In a strong sense, our world, Earth, is the hermit's cave. And we are the hermit. There is a sense in which the hermit is waiting for the the rest of the cosmos to catch up.
The hermit waiting for the world to catch up is displaying his impatience. That he chooses to do so passively is perhaps a sign that he understands the need for patience.
He knows he could be out in the world, trying to bring others to embrace his understanding. Taking on the role of the messiah. Preaching the truth he sees. Hoping to find others who are ready to understand as he does. Probably he has already given this role his best shot, and has passed that mantle on to those others.
The best we who have not become hermits can do is recognize that this evolving Now is the nature of the world, and we are part of that nature. Recognizing that, we are faced with a choice. We can choose to accept nature as we find it. Or we can try to discover in nature some purpose in our special existence.
The usual path is to accept nature as we find it. To know whatever we have been given to know of the past, and to rely on this knowing to help us deal with the possibilities of the future as they arrive in Now. Accepting into our past whatever our encounters with the future reveal.

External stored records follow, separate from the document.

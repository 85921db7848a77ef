//! Pipeline combinators. Subsearch bodies are parsed as their own
//! pipelines and analyzed separately; here they are opaque arguments, so
//! most of the module is `Partial`.

use fieldtrace_syntax::{
    CommandCategory, CommandSemantics, CommandSyntax, FieldEffect, GrammarSupport, ParamType,
    StaticCreate, SyntaxPattern, field_list, param, seq,
};

use super::{opaque_args, opt_kv};

fn decl(name: &str, syntax: SyntaxPattern) -> CommandSyntax {
    CommandSyntax::new(name, CommandCategory::Pipeline, syntax)
}

fn preserves() -> CommandSemantics {
    CommandSemantics::new().preserves_all()
}

pub(crate) fn declarations() -> Vec<CommandSyntax> {
    vec![
        decl("append", param(ParamType::Str, "subsearch"))
            .with_grammar_support(GrammarSupport::Partial)
            .with_semantics(preserves()),
        decl("appendcols", param(ParamType::Str, "subsearch"))
            .with_grammar_support(GrammarSupport::Partial)
            .with_semantics(preserves()),
        decl("appendpipe", param(ParamType::Str, "subsearch"))
            .with_grammar_support(GrammarSupport::Partial)
            .with_semantics(preserves()),
        decl(
            "join",
            seq([
                opt_kv("type", param(ParamType::Str, "join_type")),
                opt_kv("max", param(ParamType::Int, "max")),
                field_list("fields")
                    .with_effect(FieldEffect::Consumes)
                    .optional(),
                param(ParamType::Str, "subsearch"),
            ]),
        )
        .with_grammar_support(GrammarSupport::Partial)
        .with_semantics(preserves()),
        decl("union", param(ParamType::Str, "subsearch"))
            .with_grammar_support(GrammarSupport::Partial)
            .with_semantics(preserves()),
        decl(
            "map",
            seq([
                param(ParamType::Str, "subsearch"),
                opt_kv("maxsearches", param(ParamType::Int, "maxsearches")),
            ]),
        )
        .with_grammar_support(GrammarSupport::Partial)
        .with_semantics(preserves()),
        decl(
            "foreach",
            seq([
                field_list("fields").with_effect(FieldEffect::Consumes),
                param(ParamType::Str, "template"),
            ]),
        )
        .with_grammar_support(GrammarSupport::Partial)
        .with_semantics(preserves()),
        decl("multisearch", opaque_args())
            .with_grammar_support(GrammarSupport::Recognized)
            .with_semantics(preserves()),
        decl(
            "selfjoin",
            seq([
                opt_kv("overwrite", param(ParamType::Bool, "overwrite")),
                field_list("fields").with_effect(FieldEffect::Consumes),
            ]),
        )
        .with_semantics(preserves()),
        decl(
            "transaction",
            seq([
                field_list("fields")
                    .with_effect(FieldEffect::GroupsBy)
                    .optional(),
                opt_kv("maxspan", param(ParamType::TimeModifier, "maxspan")),
                opt_kv("maxpause", param(ParamType::TimeModifier, "maxpause")),
                opt_kv("startswith", param(ParamType::Str, "startswith")),
                opt_kv("endswith", param(ParamType::Str, "endswith")),
            ]),
        )
        .with_grammar_support(GrammarSupport::Partial)
        .with_semantics(
            preserves()
                .with_static_create(StaticCreate::new("duration"))
                .with_static_create(StaticCreate::new("eventcount")),
        ),
    ]
}
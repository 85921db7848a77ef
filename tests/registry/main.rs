//! Integration tests for Layer 2: Registry
//!
//! Tests registry construction, name resolution, and CI-style validation
//! of the built-in command set.

mod lookup_tests;
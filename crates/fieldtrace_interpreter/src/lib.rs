//! Pattern interpreter producing per-command field-lineage reports.
//!
//! This crate provides:
//! - [`interpret_pattern`] - Matches one command declaration against one
//!   parsed node and reports which fields the command creates, consumes,
//!   modifies, groups by, or drops
//! - [`PatternMatchResult`] - The lineage report for one pipe stage
//!
//! The interpreter is a pure, synchronous tree walk. It never panics and
//! never returns `Err`: a node that does not satisfy the declared pattern
//! yields `matched = false` plus a human-readable message, so pipeline-level
//! consumers can mark the stage "lineage unknown" and keep going.

#![warn(missing_docs)]
#![warn(clippy::all)]
#![warn(clippy::pedantic)]

mod interpret;
mod result;

pub use interpret::interpret_pattern;
pub use result::{DerivedField, PatternMatchResult};
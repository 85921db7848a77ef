//! Immutable command syntax registry for Fieldtrace.
//!
//! This crate provides:
//! - [`CommandRegistry`] - Case-insensitive lookup from any command name,
//!   alias, or variant to its shared declaration
//! - [`RegistryBuilder`] - One-shot construction with collision detection
//! - [`default_registry`] - The built-in SPL command set, grouped into
//!   category declaration modules
//! - [`validate_registry`] - Registry-wide structural validation, intended
//!   to run in CI over the built-in set

#![warn(missing_docs)]
#![warn(clippy::all)]
#![warn(clippy::pedantic)]

mod commands;
mod registry;

pub use registry::{
    CommandRegistry, RegistryBuilder, is_registry_valid, validate_registry, validation_summary,
};

/// Builds the registry of built-in command declarations.
///
/// # Panics
///
/// Panics if the built-in declaration modules collide on a command name.
/// That is a bug in this crate, not a caller error, and is caught by the
/// registry test suite.
#[must_use]
pub fn default_registry() -> CommandRegistry {
    let mut builder = RegistryBuilder::new();
    for module in commands::modules() {
        if let Err(error) = builder.register_module(module) {
            panic!("built-in command set is inconsistent: {error}");
        }
    }
    builder.build()
}
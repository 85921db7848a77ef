//! Core types, errors, and parsed-node values for Fieldtrace.
//!
//! This crate provides:
//! - [`Error`] - Rich error types with context
//! - [`Span`] - Source location tracking for parsed nodes
//! - [`NodeValue`] - The property-bag value type for command node properties
//! - [`ParsedNode`] - One already-parsed pipeline command, as handed over by
//!   the external query parser

#![warn(missing_docs)]
#![warn(clippy::all)]
#![warn(clippy::pedantic)]

mod error;
mod node;
mod span;

pub use error::{Error, ErrorContext, ErrorKind, Result};
pub use node::{NodeValue, ParsedNode};
pub use span::Span;
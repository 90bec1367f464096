use std::sync::Arc;

use tokio::sync::watch;

/// Mutable client configuration shared by the transport, the normalizer
/// and the UI shell.
#[derive(Debug, Clone, PartialEq)]
pub struct ClientConfig {
    pub server_url: String,
    /// true = UI mode (A2UI directives), false = text mode
    pub ui_mode: bool,
    pub username: Option<String>,
    pub password: Option<String>,
    /// Attach Basic auth to outbound requests when credentials are set
    pub send_credentials: bool,
}

impl Default for ClientConfig {
    fn default() -> Self {
        Self {
            server_url: "http://localhost:7860".to_string(),
            ui_mode: true,
            username: None,
            password: None,
            send_credentials: false,
        }
    }
}

/// Shared handle to the client configuration.
///
/// Consumers hold a clone of the handle and read snapshots; mutations go
/// through [`update`], which notifies every subscriber through a watch
/// channel. Change propagation is explicit: nothing observes the config
/// without subscribing.
///
/// [`update`]: SharedConfig::update
#[derive(Debug, Clone)]
pub struct SharedConfig {
    tx: Arc<watch::Sender<ClientConfig>>,
}

impl Default for SharedConfig {
    fn default() -> Self {
        Self::new(ClientConfig::default())
    }
}

impl SharedConfig {
    pub fn new(config: ClientConfig) -> Self {
        let (tx, _rx) = watch::channel(config);
        Self { tx: Arc::new(tx) }
    }

    /// A point-in-time copy of the configuration
    pub fn snapshot(&self) -> ClientConfig {
        self.tx.borrow().clone()
    }

    /// Apply a mutation and notify subscribers
    pub fn update(&self, mutate: impl FnOnce(&mut ClientConfig)) {
        self.tx.send_modify(mutate);
    }

    /// Receive explicit change notifications (and current values)
    pub fn subscribe(&self) -> watch::Receiver<ClientConfig> {
        self.tx.subscribe()
    }

    pub fn server_url(&self) -> String {
        self.tx.borrow().server_url.clone()
    }

    pub fn ui_mode(&self) -> bool {
        self.tx.borrow().ui_mode
    }

    pub fn set_server_url(&self, url: impl Into<String>) {
        self.update(|config| config.server_url = url.into());
    }

    pub fn set_ui_mode(&self, ui_mode: bool) {
        self.update(|config| config.ui_mode = ui_mode);
    }
}
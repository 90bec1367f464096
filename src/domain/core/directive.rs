use serde::{Deserialize, Serialize};
use serde_json::{Map, Value};

use crate::domain::error::A2uiError;

/// Top-level keys a server-sent A2UI directive may carry.
pub const INBOUND_DIRECTIVE_KEYS: [&str; 3] =
    ["surfaceUpdate", "dataModelUpdate", "beginRendering"];

/// One A2UI directive, as carried in a data part or pasted raw.
///
/// The wire shape is a single-key object naming the directive
/// (`{"surfaceUpdate": {...}}`), which maps onto an externally tagged
/// enum. Servers send the first three variants; `deleteSurface` is also
/// produced locally when the client tears surfaces down.
#[derive(Debug, Clone, Serialize, Deserialize, PartialEq)]
#[serde(rename_all = "camelCase")]
pub enum A2uiMessage {
    SurfaceUpdate(SurfaceUpdate),
    DataModelUpdate(DataModelUpdate),
    BeginRendering(BeginRendering),
    DeleteSurface(DeleteSurface),
}

impl A2uiMessage {
    /// Parse a directive from a raw JSON value
    pub fn from_value(value: Value) -> Result<Self, A2uiError> {
        Ok(serde_json::from_value(value)?)
    }

    /// The surface this directive addresses, if it names one
    pub fn surface_id(&self) -> Option<&str> {
        match self {
            A2uiMessage::SurfaceUpdate(update) => Some(&update.surface_id),
            A2uiMessage::DataModelUpdate(update) => update.surface_id.as_deref(),
            A2uiMessage::BeginRendering(begin) => Some(&begin.surface_id),
            A2uiMessage::DeleteSurface(delete) => Some(&delete.surface_id),
        }
    }

    /// Build the directive that deletes a surface
    pub fn delete_surface(surface_id: impl Into<String>) -> Self {
        A2uiMessage::DeleteSurface(DeleteSurface {
            surface_id: surface_id.into(),
        })
    }
}

/// Whether a raw JSON value looks like a server-sent A2UI directive
pub fn is_directive_value(value: &Value) -> bool {
    value
        .as_object()
        .map(|obj| INBOUND_DIRECTIVE_KEYS.iter().any(|key| obj.contains_key(*key)))
        .unwrap_or(false)
}

/// Creates or replaces components within a surface.
#[derive(Debug, Clone, Serialize, Deserialize, PartialEq)]
pub struct SurfaceUpdate {
    #[serde(rename = "surfaceId")]
    pub surface_id: String,
    #[serde(default)]
    pub components: Vec<ComponentEntry>,
}

/// One component declaration inside a surface update.
///
/// `component` maps a single type name to that component's property map,
/// e.g. `{"Graph": {"data": {"path": "/sales"}, "graphType": "bar"}}`.
#[derive(Debug, Clone, Serialize, Deserialize, PartialEq)]
pub struct ComponentEntry {
    pub id: String,
    pub component: Map<String, Value>,
}

impl ComponentEntry {
    /// The declared type name and its property map
    pub fn component_type(&self) -> Option<(&str, &Value)> {
        self.component
            .iter()
            .next()
            .map(|(name, props)| (name.as_str(), props))
    }
}

/// Validity check applied to raw component entries before rendering.
///
/// An entry survives only if it is an object with a non-empty `id`, a
/// non-empty `component` map, and a non-null payload under the component's
/// type key.
pub fn is_valid_component_entry(entry: &Value) -> bool {
    let Some(obj) = entry.as_object() else {
        return false;
    };
    match obj.get("id") {
        Some(Value::String(id)) if !id.is_empty() => {}
        _ => return false,
    }
    let Some(Value::Object(component)) = obj.get("component") else {
        return false;
    };
    let Some((_, payload)) = component.iter().next() else {
        return false;
    };
    !payload.is_null()
}

/// Writes contents into a surface's data model.
#[derive(Debug, Clone, Serialize, Deserialize, PartialEq)]
pub struct DataModelUpdate {
    #[serde(skip_serializing_if = "Option::is_none", rename = "surfaceId")]
    pub surface_id: Option<String>,
    /// Target location in the model; the root when absent
    #[serde(skip_serializing_if = "Option::is_none")]
    pub path: Option<String>,
    #[serde(skip_serializing_if = "Option::is_none")]
    pub contents: Option<Value>,
}

/// Marks a surface ready to render, optionally naming its root component.
#[derive(Debug, Clone, Serialize, Deserialize, PartialEq)]
pub struct BeginRendering {
    #[serde(rename = "surfaceId")]
    pub surface_id: String,
    #[serde(skip_serializing_if = "Option::is_none")]
    pub root: Option<String>,
}

/// Removes a surface and its data model.
#[derive(Debug, Clone, Serialize, Deserialize, PartialEq)]
pub struct DeleteSurface {
    #[serde(rename = "surfaceId")]
    pub surface_id: String,
}

#[cfg(test)]
mod tests {
    use super::*;
    use serde_json::json;

    #[test]
    fn test_directive_wire_shape() {
        let message = A2uiMessage::delete_surface("main");
        assert_eq!(
            serde_json::to_value(&message).unwrap(),
            json!({"deleteSurface": {"surfaceId": "main"}})
        );
    }

    #[test]
    fn test_surface_update_parses() {
        let raw = json!({
            "surfaceUpdate": {
                "surfaceId": "dash",
                "components": [
                    {"id": "chart", "component": {"Graph": {"data": []}}}
                ]
            }
        });
        let message = A2uiMessage::from_value(raw).unwrap();
        let A2uiMessage::SurfaceUpdate(update) = message else {
            panic!("expected surface update");
        };
        assert_eq!(update.surface_id, "dash");
        assert_eq!(update.components[0].component_type().unwrap().0, "Graph");
    }

    #[test]
    fn test_component_entry_validity() {
        assert!(is_valid_component_entry(&json!({
            "id": "a", "component": {"Text": {"text": "hi"}}
        })));
        assert!(!is_valid_component_entry(&Value::Null));
        assert!(!is_valid_component_entry(&json!({"component": {"Text": {}}})));
        assert!(!is_valid_component_entry(&json!({"id": "a"})));
        assert!(!is_valid_component_entry(&json!({"id": "a", "component": {}})));
        assert!(!is_valid_component_entry(&json!({
            "id": "a", "component": {"Text": null}
        })));
    }
}
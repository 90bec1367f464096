use serde_json::Value;

#[cfg(feature = "tracing")]
use tracing::instrument;

use crate::domain::core::directive::{is_directive_value, is_valid_component_entry, A2uiMessage};
use crate::domain::error::A2uiError;

/// The recognized shapes of pasted test input, tried in this order.
#[derive(Debug, Clone, Copy, PartialEq, Eq)]
enum RawShape {
    /// A JSON array of A2UI directives
    MessageList,
    /// A single bare A2UI directive
    SingleMessage,
    /// A full JSON-RPC response: `result.status.message.parts[].data`
    RpcEnvelope,
    /// A captured response wrapped one level deeper:
    /// `data.result.status.message.parts[].data`
    WrappedEnvelope,
}

/// Parse raw pasted JSON into a list of validated A2UI directives.
///
/// Accepts the four shapes of [`RawShape`] with a fixed priority order;
/// the first shape that matches wins and no further probing happens.
/// Component lists inside `surfaceUpdate` directives are filtered before
/// parsing; a directive left with no valid components is rejected rather
/// than partially rendered.
#[cfg_attr(feature = "tracing", instrument(skip(input), fields(len = input.len())))]
pub fn parse_raw_messages(input: &str) -> Result<Vec<A2uiMessage>, A2uiError> {
    let parsed: Value = serde_json::from_str(input)?;

    let (shape, candidates) = classify(&parsed);
    #[cfg(feature = "tracing")]
    tracing::debug!(?shape, count = candidates.len(), "classified raw input");
    let _ = shape;

    if candidates.is_empty() {
        return Err(A2uiError::NoUiContent);
    }

    let mut messages = Vec::with_capacity(candidates.len());
    for mut candidate in candidates {
        filter_components(&mut candidate)?;
        messages.push(A2uiMessage::from_value(candidate)?);
    }
    Ok(messages)
}

/// Pick the input shape and collect directive candidates from it.
fn classify(parsed: &Value) -> (RawShape, Vec<Value>) {
    if let Some(items) = parsed.as_array() {
        let candidates = items
            .iter()
            .filter(|item| is_directive_value(item))
            .cloned()
            .collect();
        return (RawShape::MessageList, candidates);
    }

    if is_directive_value(parsed) {
        return (RawShape::SingleMessage, vec![parsed.clone()]);
    }

    if let Some(parts) = parsed
        .pointer("/result/status/message/parts")
        .and_then(Value::as_array)
    {
        return (RawShape::RpcEnvelope, directive_data(parts));
    }

    if let Some(parts) = parsed
        .pointer("/data/result/status/message/parts")
        .and_then(Value::as_array)
    {
        return (RawShape::WrappedEnvelope, directive_data(parts));
    }

    (RawShape::SingleMessage, Vec::new())
}

fn directive_data(parts: &[Value]) -> Vec<Value> {
    parts
        .iter()
        .filter_map(|part| part.get("data"))
        .filter(|data| is_directive_value(data))
        .cloned()
        .collect()
}

/// Filter invalid entries out of a directive's component list in place.
///
/// Errors when every entry was dropped: rendering an empty update would
/// silently discard the whole message.
fn filter_components(candidate: &mut Value) -> Result<(), A2uiError> {
    let Some(update) = candidate
        .get_mut("surfaceUpdate")
        .and_then(Value::as_object_mut)
    else {
        return Ok(());
    };
    let surface_id = update
        .get("surfaceId")
        .and_then(Value::as_str)
        .unwrap_or_default()
        .to_string();
    let Some(components) = update.get_mut("components").and_then(Value::as_array_mut) else {
        return Ok(());
    };

    let original = components.len();
    components.retain(is_valid_component_entry);
    let dropped = original - components.len();

    #[cfg(feature = "tracing")]
    if dropped > 0 {
        tracing::warn!(surface = %surface_id, dropped, "dropped invalid component entries");
    }

    if components.is_empty() {
        return Err(A2uiError::EmptyComponents {
            surface_id,
            dropped,
        });
    }
    Ok(())
}

#[cfg(test)]
mod tests {
    use super::*;
    use serde_json::json;

    #[test]
    fn test_bare_message_and_array_forms() {
        let single = r#"{"surfaceUpdate": {"surfaceId": "s", "components": [
            {"id": "a", "component": {"Text": {"text": "hi"}}}
        ]}}"#;
        assert_eq!(parse_raw_messages(single).unwrap().len(), 1);

        let list = r#"[
            {"surfaceUpdate": {"surfaceId": "s", "components": [
                {"id": "a", "component": {"Text": {"text": "hi"}}}
            ]}},
            {"beginRendering": {"surfaceId": "s"}},
            {"unrelated": true}
        ]"#;
        assert_eq!(parse_raw_messages(list).unwrap().len(), 2);
    }

    #[test]
    fn test_envelope_forms() {
        let envelope = json!({
            "result": {"status": {"message": {"parts": [
                {"data": {"beginRendering": {"surfaceId": "s"}}},
                {"text": "ignored"}
            ]}}}
        });
        assert_eq!(parse_raw_messages(&envelope.to_string()).unwrap().len(), 1);

        let wrapped = json!({"data": envelope});
        assert_eq!(parse_raw_messages(&wrapped.to_string()).unwrap().len(), 1);
    }

    #[test]
    fn test_filtering_keeps_valid_entry() {
        let input = json!({"surfaceUpdate": {"surfaceId": "s", "components": [
            {"component": {"Text": {"text": "no id"}}},
            {"id": "ok", "component": {"Text": {"text": "kept"}}}
        ]}});
        let messages = parse_raw_messages(&input.to_string()).unwrap();
        let A2uiMessage::SurfaceUpdate(update) = &messages[0] else {
            panic!("expected surface update");
        };
        assert_eq!(update.components.len(), 1);
        assert_eq!(update.components[0].id, "ok");
    }

    #[test]
    fn test_all_invalid_components_rejected() {
        let input = json!({"surfaceUpdate": {"surfaceId": "s", "components": [
            {"component": {"Text": {"text": "no id"}}},
            {"id": "x", "component": {}}
        ]}});
        let err = parse_raw_messages(&input.to_string()).unwrap_err();
        assert!(matches!(err, A2uiError::EmptyComponents { dropped: 2, .. }));
    }

    #[test]
    fn test_no_ui_content_and_parse_errors() {
        assert!(matches!(
            parse_raw_messages("{\"other\": 1}"),
            Err(A2uiError::NoUiContent)
        ));
        assert!(matches!(
            parse_raw_messages("not json"),
            Err(A2uiError::JsonParse(_))
        ));
    }
}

The alternate path, available to those who have the good fortune to not find the immediacy of Now intimidating enough, is to make an effort to assess the possibilities of the future available to us, and to choose among them before they arrive, and do what we can to guide their arrival.
Perhaps surprisingly, this path leads us to consider the nature of Oneness. There is the idea that every hermit's intellectual understanding of the world may include the notion that they literally are one with everything in some sense. Where does this notion come from?
Is it not evident to the senses of every individual that they are somehow separate from everything else they may be aware of? And should we not assume that the notion of "everything" must include every individual atom, every smallest particle? Is this "everything" not simply a matter of enumerating distinct viewpoints, and is not every viewpoint available in the entire cosmos distinct in some way from every other viewpoint?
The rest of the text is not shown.